◆ **Work to be completed**: Which lines of the material hold the word "already"? Copy each one.

◆ **Task material**:
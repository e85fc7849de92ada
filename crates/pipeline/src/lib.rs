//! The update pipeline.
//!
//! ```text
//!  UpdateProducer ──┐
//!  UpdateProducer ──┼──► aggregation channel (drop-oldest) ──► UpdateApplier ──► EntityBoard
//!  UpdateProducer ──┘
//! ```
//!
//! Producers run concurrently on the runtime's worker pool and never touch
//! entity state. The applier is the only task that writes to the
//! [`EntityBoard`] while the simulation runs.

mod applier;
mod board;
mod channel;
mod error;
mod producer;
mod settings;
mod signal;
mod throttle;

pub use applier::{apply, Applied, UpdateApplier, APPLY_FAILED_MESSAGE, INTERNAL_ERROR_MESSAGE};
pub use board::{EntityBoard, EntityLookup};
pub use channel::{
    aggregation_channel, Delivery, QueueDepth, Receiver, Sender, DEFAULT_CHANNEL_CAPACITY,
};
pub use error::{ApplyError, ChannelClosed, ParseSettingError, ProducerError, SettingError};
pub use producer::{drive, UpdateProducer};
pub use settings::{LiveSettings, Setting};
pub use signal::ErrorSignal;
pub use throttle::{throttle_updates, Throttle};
==
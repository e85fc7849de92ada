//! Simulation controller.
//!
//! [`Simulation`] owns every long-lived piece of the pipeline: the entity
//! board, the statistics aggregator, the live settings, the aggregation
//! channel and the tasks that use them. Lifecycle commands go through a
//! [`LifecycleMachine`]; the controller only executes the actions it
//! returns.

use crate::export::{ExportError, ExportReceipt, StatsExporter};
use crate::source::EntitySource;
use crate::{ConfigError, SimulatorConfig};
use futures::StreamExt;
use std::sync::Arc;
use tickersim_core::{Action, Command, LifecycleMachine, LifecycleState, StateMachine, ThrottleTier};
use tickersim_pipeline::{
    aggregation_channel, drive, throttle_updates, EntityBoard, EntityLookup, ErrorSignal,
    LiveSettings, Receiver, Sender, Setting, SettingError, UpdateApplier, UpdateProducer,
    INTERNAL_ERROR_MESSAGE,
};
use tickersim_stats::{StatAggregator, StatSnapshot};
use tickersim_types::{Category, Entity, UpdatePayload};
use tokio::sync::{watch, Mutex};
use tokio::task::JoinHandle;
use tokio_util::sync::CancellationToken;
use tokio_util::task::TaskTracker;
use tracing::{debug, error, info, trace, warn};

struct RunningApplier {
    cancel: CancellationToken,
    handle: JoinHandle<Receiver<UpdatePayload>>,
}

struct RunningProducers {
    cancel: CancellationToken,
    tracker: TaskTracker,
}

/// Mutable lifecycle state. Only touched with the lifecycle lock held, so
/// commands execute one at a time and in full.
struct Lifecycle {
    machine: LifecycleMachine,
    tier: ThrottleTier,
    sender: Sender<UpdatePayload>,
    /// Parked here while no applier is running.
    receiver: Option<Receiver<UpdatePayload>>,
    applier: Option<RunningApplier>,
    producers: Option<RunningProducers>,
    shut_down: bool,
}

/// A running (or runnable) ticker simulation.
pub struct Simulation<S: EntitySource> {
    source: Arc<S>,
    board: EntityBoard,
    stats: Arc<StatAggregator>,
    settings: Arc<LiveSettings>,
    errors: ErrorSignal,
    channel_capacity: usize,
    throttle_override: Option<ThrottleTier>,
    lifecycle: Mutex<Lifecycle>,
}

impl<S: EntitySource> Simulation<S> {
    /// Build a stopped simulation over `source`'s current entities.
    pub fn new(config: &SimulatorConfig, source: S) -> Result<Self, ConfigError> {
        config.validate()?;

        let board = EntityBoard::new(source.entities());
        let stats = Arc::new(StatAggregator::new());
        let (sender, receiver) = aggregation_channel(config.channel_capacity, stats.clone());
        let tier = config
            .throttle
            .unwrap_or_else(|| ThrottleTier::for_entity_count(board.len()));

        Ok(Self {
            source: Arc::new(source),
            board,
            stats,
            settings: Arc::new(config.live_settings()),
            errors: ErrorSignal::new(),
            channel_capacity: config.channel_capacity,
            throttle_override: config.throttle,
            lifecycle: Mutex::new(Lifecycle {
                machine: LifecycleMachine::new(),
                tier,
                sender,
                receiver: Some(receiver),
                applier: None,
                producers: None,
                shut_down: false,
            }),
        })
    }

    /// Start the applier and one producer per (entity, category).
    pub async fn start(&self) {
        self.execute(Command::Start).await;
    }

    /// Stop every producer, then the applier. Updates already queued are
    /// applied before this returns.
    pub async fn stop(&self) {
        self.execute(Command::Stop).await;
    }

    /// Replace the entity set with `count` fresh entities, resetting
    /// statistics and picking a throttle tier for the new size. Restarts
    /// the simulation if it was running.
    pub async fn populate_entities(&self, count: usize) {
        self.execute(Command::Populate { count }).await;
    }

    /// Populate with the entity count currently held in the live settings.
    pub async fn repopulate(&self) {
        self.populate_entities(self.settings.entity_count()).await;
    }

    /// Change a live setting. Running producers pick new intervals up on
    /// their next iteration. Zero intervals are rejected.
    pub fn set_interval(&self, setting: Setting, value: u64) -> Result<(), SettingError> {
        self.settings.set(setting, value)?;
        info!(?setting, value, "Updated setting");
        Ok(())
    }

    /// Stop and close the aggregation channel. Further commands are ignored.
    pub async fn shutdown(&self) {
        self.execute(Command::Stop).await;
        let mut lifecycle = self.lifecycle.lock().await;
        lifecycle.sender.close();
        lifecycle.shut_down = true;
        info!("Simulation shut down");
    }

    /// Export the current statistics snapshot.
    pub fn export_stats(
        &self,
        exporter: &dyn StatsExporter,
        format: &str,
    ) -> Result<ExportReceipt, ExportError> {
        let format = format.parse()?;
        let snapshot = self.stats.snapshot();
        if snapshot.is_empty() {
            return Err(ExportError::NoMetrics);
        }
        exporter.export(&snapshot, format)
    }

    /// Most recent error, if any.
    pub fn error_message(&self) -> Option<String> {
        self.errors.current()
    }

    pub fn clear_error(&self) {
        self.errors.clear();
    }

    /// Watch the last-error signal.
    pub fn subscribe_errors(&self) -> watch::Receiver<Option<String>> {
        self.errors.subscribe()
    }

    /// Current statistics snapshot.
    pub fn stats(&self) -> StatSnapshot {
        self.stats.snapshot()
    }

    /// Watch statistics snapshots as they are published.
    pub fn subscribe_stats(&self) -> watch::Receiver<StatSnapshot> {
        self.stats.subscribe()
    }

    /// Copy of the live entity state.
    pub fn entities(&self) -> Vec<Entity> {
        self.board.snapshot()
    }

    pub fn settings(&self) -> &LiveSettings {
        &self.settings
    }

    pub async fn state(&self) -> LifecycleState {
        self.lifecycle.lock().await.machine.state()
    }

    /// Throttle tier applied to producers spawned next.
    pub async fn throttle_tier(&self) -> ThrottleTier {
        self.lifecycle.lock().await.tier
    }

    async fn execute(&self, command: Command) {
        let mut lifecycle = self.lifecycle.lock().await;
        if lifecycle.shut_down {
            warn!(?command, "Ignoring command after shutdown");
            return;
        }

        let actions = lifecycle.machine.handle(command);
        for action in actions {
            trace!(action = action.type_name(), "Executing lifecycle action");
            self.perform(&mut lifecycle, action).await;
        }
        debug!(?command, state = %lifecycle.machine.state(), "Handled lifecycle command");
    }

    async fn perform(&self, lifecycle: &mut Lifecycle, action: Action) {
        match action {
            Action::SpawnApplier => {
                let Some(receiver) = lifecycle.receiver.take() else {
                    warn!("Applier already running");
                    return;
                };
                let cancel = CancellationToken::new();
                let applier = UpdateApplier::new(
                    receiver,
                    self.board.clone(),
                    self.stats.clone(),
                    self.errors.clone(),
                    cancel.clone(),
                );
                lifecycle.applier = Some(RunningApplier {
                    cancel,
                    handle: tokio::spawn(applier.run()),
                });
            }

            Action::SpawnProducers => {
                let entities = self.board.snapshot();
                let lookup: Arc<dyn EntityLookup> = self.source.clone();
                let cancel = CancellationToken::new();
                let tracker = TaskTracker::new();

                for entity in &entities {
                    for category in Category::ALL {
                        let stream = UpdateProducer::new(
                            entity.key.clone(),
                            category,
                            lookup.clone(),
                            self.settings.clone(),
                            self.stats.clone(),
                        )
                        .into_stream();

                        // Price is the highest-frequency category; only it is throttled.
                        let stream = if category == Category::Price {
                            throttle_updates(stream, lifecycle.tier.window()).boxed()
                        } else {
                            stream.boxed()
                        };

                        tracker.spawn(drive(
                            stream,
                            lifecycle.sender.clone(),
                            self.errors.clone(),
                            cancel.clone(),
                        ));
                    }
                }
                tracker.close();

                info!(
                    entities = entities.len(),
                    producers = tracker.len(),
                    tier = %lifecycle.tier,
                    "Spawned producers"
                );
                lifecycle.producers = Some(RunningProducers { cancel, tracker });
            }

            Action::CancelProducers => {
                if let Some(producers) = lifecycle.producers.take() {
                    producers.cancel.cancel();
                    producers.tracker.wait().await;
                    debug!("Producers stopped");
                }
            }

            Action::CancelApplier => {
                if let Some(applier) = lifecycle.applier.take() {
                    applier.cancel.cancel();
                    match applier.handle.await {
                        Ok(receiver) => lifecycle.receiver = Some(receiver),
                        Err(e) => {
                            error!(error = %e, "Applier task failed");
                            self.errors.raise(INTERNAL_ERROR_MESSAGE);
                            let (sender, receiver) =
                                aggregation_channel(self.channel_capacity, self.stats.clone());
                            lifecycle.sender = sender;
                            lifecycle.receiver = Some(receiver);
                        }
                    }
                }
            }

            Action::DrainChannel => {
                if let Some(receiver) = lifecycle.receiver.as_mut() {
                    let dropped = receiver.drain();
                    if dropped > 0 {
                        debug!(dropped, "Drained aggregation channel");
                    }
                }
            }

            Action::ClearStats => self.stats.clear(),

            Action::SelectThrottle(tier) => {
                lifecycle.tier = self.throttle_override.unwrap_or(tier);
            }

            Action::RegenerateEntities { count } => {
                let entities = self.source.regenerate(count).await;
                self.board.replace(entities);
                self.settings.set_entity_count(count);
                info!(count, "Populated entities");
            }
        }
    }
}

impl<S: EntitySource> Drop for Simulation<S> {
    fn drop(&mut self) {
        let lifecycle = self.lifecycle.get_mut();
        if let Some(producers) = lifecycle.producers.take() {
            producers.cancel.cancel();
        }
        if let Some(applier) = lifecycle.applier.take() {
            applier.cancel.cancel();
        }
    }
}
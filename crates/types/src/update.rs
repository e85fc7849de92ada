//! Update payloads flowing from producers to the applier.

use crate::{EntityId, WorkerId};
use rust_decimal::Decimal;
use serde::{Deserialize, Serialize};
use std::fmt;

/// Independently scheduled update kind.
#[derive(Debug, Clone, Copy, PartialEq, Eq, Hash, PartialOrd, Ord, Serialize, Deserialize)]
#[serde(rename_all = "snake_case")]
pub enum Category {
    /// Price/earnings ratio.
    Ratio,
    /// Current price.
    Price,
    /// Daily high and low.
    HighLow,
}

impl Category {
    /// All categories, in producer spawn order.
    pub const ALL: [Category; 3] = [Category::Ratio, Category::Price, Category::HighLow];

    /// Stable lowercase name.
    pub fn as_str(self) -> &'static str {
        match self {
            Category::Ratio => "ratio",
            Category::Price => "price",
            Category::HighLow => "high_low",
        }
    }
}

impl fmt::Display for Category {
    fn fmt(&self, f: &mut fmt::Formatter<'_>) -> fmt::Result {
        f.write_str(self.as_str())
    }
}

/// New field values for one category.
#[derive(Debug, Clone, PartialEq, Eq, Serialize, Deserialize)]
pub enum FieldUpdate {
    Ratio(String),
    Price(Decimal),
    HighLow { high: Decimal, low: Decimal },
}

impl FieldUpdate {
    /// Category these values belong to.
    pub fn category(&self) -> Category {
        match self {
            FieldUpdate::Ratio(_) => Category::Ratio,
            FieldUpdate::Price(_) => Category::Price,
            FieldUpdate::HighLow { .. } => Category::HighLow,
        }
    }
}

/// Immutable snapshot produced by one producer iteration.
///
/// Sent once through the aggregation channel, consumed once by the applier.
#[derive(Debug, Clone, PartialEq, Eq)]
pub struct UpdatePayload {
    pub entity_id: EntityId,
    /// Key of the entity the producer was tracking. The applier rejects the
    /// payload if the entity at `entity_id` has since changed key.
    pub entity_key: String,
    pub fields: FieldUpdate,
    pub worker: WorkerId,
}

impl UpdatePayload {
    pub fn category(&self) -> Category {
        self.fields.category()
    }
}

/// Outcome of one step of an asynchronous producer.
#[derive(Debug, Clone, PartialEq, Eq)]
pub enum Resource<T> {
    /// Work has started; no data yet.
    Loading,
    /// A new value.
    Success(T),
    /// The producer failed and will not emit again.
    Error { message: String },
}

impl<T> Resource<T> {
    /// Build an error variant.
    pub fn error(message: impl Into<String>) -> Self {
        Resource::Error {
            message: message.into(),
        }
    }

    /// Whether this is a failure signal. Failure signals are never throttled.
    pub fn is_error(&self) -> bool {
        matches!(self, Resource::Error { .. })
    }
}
* * *
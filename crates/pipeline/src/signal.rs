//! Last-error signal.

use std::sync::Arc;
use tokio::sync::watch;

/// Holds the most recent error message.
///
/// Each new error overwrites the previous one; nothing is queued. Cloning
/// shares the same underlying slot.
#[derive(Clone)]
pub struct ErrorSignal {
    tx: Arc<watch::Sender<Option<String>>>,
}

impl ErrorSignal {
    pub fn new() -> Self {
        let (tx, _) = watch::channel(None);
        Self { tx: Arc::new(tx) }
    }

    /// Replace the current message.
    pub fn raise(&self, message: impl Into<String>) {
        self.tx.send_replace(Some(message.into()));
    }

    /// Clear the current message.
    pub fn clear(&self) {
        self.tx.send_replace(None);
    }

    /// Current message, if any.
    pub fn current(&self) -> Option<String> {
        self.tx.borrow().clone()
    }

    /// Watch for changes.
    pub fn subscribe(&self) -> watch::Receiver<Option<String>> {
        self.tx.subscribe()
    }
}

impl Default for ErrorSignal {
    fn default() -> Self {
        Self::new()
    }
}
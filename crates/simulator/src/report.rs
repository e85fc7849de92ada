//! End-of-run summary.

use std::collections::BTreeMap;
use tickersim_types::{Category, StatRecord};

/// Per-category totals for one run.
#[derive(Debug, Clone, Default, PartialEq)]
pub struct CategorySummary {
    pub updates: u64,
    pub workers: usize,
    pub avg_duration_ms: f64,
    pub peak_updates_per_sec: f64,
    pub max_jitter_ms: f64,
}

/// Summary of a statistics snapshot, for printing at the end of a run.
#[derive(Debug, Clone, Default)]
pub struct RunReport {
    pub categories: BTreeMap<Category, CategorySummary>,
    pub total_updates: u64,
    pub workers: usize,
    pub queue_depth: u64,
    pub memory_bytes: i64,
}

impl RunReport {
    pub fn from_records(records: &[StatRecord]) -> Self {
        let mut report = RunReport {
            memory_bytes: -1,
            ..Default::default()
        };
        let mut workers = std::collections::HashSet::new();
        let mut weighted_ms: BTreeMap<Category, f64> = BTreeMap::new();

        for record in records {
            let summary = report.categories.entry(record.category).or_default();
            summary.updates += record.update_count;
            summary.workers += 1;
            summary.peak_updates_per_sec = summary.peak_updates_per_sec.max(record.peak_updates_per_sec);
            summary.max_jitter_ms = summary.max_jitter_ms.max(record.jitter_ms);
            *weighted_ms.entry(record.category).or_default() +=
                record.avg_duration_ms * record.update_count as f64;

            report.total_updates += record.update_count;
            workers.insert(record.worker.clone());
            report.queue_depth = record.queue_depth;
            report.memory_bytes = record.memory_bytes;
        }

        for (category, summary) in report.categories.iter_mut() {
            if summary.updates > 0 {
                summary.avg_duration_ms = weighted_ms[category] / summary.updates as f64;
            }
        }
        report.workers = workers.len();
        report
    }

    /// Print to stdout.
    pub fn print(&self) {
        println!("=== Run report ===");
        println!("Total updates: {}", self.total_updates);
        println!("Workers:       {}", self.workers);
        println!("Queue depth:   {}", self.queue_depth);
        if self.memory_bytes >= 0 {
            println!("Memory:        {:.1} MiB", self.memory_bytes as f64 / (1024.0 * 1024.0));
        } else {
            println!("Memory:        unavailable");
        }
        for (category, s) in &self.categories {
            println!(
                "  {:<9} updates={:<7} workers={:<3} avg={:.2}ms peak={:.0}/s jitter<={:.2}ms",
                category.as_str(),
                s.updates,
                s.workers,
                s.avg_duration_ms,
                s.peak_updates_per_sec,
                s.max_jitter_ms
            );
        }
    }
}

◆ **Problem solution**:
    /// Stop every producer, then the applier. Updates already queued are
                    warn!("Applier already running");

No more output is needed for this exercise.